* Task goal: Return each line of the material below exactly. Begin at the first and end on the line with "for mapper creation".

* Excerpted data:
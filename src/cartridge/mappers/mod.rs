// Mappers module - cartridge address-translation boards
//
// The factory picks the board implementation from the header's mapper id.
// Mappers never own ROM data; they turn bus addresses into PRG/CHR indices
// (see `MapResult`) and keep their own bank registers and WRAM.

mod mapper0;
mod mapper1;
mod mapper2;
mod mapper3;
mod mapper4;
mod mapper66;

use std::path::PathBuf;

use super::{INesHeader, Mapper};
pub use mapper0::Mapper0;
pub use mapper1::Mapper1;
pub use mapper2::Mapper2;
pub use mapper3::Mapper3;
pub use mapper4::Mapper4;
pub use mapper66::Mapper66;

/// Error type for mapper creation
#[derive(Debug, PartialEq, Eq)]
pub enum MapperError {
    /// The requested mapper number is not supported
    UnsupportedMapper(u8),
}

impl std::fmt::Display for MapperError {
    fn fmt(&self, f: &mut std::fmt::Formatter<'_>) -> std::fmt::Result {
        match self {
            MapperError::UnsupportedMapper(num) => {
                write!(f, "mapper {} is not supported", num)
            }
        }
    }
}

impl std::error::Error for MapperError {}

/// Create the mapper implementation selected by the header
///
/// `save_path` is the `.sav` sidecar for battery-backed boards; only MMC1
/// uses it here.
pub fn create_mapper(
    header: &INesHeader,
    save_path: Option<PathBuf>,
) -> Result<Box<dyn Mapper>, MapperError> {
    let prg_chunks = header.prg_chunks;
    let chr_chunks = header.chr_chunks;

    match header.mapper_id() {
        0 => Ok(Box::new(Mapper0::new(prg_chunks, chr_chunks))),
        1 => Ok(Box::new(Mapper1::new(prg_chunks, chr_chunks, save_path))),
        2 => Ok(Box::new(Mapper2::new(prg_chunks, chr_chunks))),
        3 => Ok(Box::new(Mapper3::new(prg_chunks, chr_chunks))),
        4 => Ok(Box::new(Mapper4::new(prg_chunks, chr_chunks))),
        66 => Ok(Box::new(Mapper66::new(prg_chunks, chr_chunks))),
        mapper_num => Err(MapperError::UnsupportedMapper(mapper_num)),
    }
}

#[cfg(test)]
mod tests {
    use super::*;

    fn header(mapper_id: u8, prg_chunks: u8, chr_chunks: u8) -> INesHeader {
        INesHeader {
            prg_chunks,
            chr_chunks,
            flags6: (mapper_id & 0x0F) << 4,
            flags7: mapper_id & 0xF0,
        }
    }

    #[test]
    fn test_supported_mappers_construct() {
        for id in [0u8, 1, 2, 3, 4, 66] {
            assert!(
                create_mapper(&header(id, 2, 1), None).is_ok(),
                "mapper {} should construct",
                id
            );
        }
    }

    #[test]
    fn test_unsupported_mapper() {
        let result = create_mapper(&header(7, 2, 1), None);
        assert_eq!(result.err(), Some(MapperError::UnsupportedMapper(7)));
    }
}
// Audio module - host-side sample delivery
//
// The core pushes mixed samples into a mutex-guarded ring buffer; the
// cpal output stream drains it from the audio callback. Everything here
// is host plumbing and sits behind the `audio` cargo feature, except the
// buffer itself which the tests exercise directly.

mod buffer;
#[cfg(feature = "audio")]
mod output;

pub use buffer::SampleBuffer;
#[cfg(feature = "audio")]
pub use output::AudioOutput;
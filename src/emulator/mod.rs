// Emulator module - the system: master clock and component wiring
//
// One `Emulator` owns the CPU, the bus (PPU, APU, controllers, DMA) and
// the cartridge. `clock` advances one master cycle in the fixed order
// APU, PPU, CPU-or-DMA (every third cycle), NMI delivery, IRQ delivery,
// audio accumulation; interrupts raised on a cycle are therefore taken
// before the next CPU instruction starts.

mod config;

pub use config::EmulatorConfig;

use std::cell::RefCell;
use std::path::Path;
use std::rc::Rc;

use crate::bus::Bus;
use crate::cartridge::{Cartridge, INesError};
use crate::cpu::Cpu;

/// NTSC master clock rate (PPU dot rate), in Hz
pub const MASTER_CLOCK_HZ: f64 = 5_369_318.0;

/// Audio sample rate used when the host does not configure one
pub const DEFAULT_SAMPLE_RATE: u32 = 44_100;

/// Callback receiving each mixed audio sample as it is produced
pub type AudioSink = Box<dyn FnMut(f32) + Send>;

/// The complete console
pub struct Emulator {
    cpu: Cpu,
    bus: Bus,
    cartridge: Option<Rc<RefCell<Cartridge>>>,

    master_cycles: u64,

    // Audio resampling: accumulate emulated time and emit one sample
    // every 1/sample_rate seconds
    audio_time: f64,
    sample_period: f64,
    audio_sample: f32,
    audio_sink: Option<AudioSink>,
}

impl Emulator {
    pub fn new() -> Self {
        Emulator {
            cpu: Cpu::new(),
            bus: Bus::new(),
            cartridge: None,
            master_cycles: 0,
            audio_time: 0.0,
            sample_period: 1.0 / DEFAULT_SAMPLE_RATE as f64,
            audio_sample: 0.0,
            audio_sink: None,
        }
    }

    // ========================================
    // Setup
    // ========================================

    /// Load an iNES file, wire the cartridge to the bus and PPU, and
    /// reset so PC comes from the cartridge's reset vector
    pub fn load_rom<P: AsRef<Path>>(&mut self, path: P) -> Result<(), INesError> {
        let cartridge = Cartridge::from_ines_file(path)?;
        self.insert_cartridge(cartridge);
        Ok(())
    }

    /// Load a cartridge from an in-memory iNES image (tests)
    pub fn load_rom_bytes(&mut self, bytes: &[u8]) -> Result<(), INesError> {
        let cartridge = Cartridge::from_ines_bytes(bytes, None)?;
        self.insert_cartridge(cartridge);
        Ok(())
    }

    fn insert_cartridge(&mut self, cartridge: Cartridge) {
        let cartridge = Rc::new(RefCell::new(cartridge));
        self.bus.connect_cartridge(cartridge.clone());
        self.cartridge = Some(cartridge);
        self.reset();
    }

    /// Press the reset button: CPU back to the reset vector, PPU and APU
    /// to power-on state
    pub fn reset(&mut self) {
        self.cpu.reset(&mut self.bus);
        self.bus.ppu.reset();
        self.bus.apu.reset();
        self.master_cycles = 0;
        self.audio_time = 0.0;
        self.audio_sample = 0.0;
    }

    /// Output sample rate for the audio resampler
    pub fn set_sample_rate(&mut self, sample_rate: u32) {
        self.sample_period = 1.0 / sample_rate.max(1) as f64;
    }

    /// Sink invoked from `clock` whenever a sample is ready
    pub fn set_audio_sink(&mut self, sink: AudioSink) {
        self.audio_sink = Some(sink);
    }

    /// Host-side controller update; sampled by the game at its next
    /// strobe write
    pub fn set_controller(&mut self, port: usize, byte: u8) {
        self.bus.controllers.set_state(port, byte);
    }

    // ========================================
    // Master clock
    // ========================================

    /// Advance one master cycle. Returns true when an audio sample was
    /// emitted this cycle.
    pub fn clock(&mut self) -> bool {
        self.bus.apu.clock();
        self.bus.ppu.clock();

        // The CPU runs at a third of the master rate; DMA steals its slot
        if self.master_cycles % 3 == 0 {
            if self.bus.dma_in_progress() {
                self.bus.dma_clock(self.master_cycles);
            } else {
                self.cpu.clock(&mut self.bus);
            }
        }

        // VBlank edge
        if self.bus.ppu.take_nmi() {
            self.cpu.nmi(&mut self.bus);
        }

        // Cartridge IRQ line (MMC3 scanline counter)
        if let Some(cartridge) = &self.cartridge {
            if cartridge.borrow().irq_state() && !self.cpu.get_interrupt_disable() {
                cartridge.borrow_mut().irq_clear();
                self.cpu.irq(&mut self.bus);
            }
        }

        // APU frame IRQ; level-held until the game reads $4015
        if self.bus.apu.irq_state() && !self.cpu.get_interrupt_disable() {
            self.cpu.irq(&mut self.bus);
        }

        // Audio resampling accumulator
        let mut sample_ready = false;
        self.audio_time += 1.0 / MASTER_CLOCK_HZ;
        if self.audio_time >= self.sample_period {
            self.audio_time -= self.sample_period;
            self.audio_sample = self.bus.apu.output();
            if let Some(sink) = &mut self.audio_sink {
                sink(self.audio_sample);
            }
            sample_ready = true;
        }

        self.master_cycles += 1;
        sample_ready
    }

    /// Execute one whole CPU instruction without advancing the PPU/APU.
    /// Debug and conformance harnesses drive the CPU this way; normal
    /// emulation goes through `clock`.
    pub fn step_instruction(&mut self) -> u8 {
        self.cpu.step(&mut self.bus)
    }

    /// Run until the PPU finishes the current frame
    pub fn run_frame(&mut self) {
        loop {
            self.clock();
            if self.bus.ppu.take_frame_complete() {
                break;
            }
        }
    }

    // ========================================
    // Accessors
    // ========================================

    /// The last rendered frame as NES palette indices
    pub fn frame(&self) -> &[u8] {
        self.bus.ppu.frame()
    }

    /// The most recent mixed audio sample
    pub fn audio_sample(&self) -> f32 {
        self.audio_sample
    }

    pub fn master_cycles(&self) -> u64 {
        self.master_cycles
    }

    pub fn cpu(&self) -> &Cpu {
        &self.cpu
    }

    pub fn cpu_mut(&mut self) -> &mut Cpu {
        &mut self.cpu
    }

    pub fn bus(&self) -> &Bus {
        &self.bus
    }

    pub fn bus_mut(&mut self) -> &mut Bus {
        &mut self.bus
    }
}

impl Default for Emulator {
    fn default() -> Self {
        Self::new()
    }
}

* Expected answer:
filename src/cartridge/mappers/mod.rs
// Mappers module - cartridge address-translation boards
//
// The factory picks the board implementation from the header's mapper id.
// Mappers never own ROM data; they turn bus addresses into PRG/CHR indices
// (see `MapResult`) and keep their own bank registers and WRAM.

mod mapper0;
mod mapper1;
mod mapper2;
mod mapper3;
mod mapper4;
mod mapper66;

use std::path::PathBuf;

use super::{INesHeader, Mapper};
pub use mapper0::Mapper0;
pub use mapper1::Mapper1;
pub use mapper2::Mapper2;
pub use mapper3::Mapper3;
pub use mapper4::Mapper4;
pub use mapper66::Mapper66;

/// Error type for mapper creation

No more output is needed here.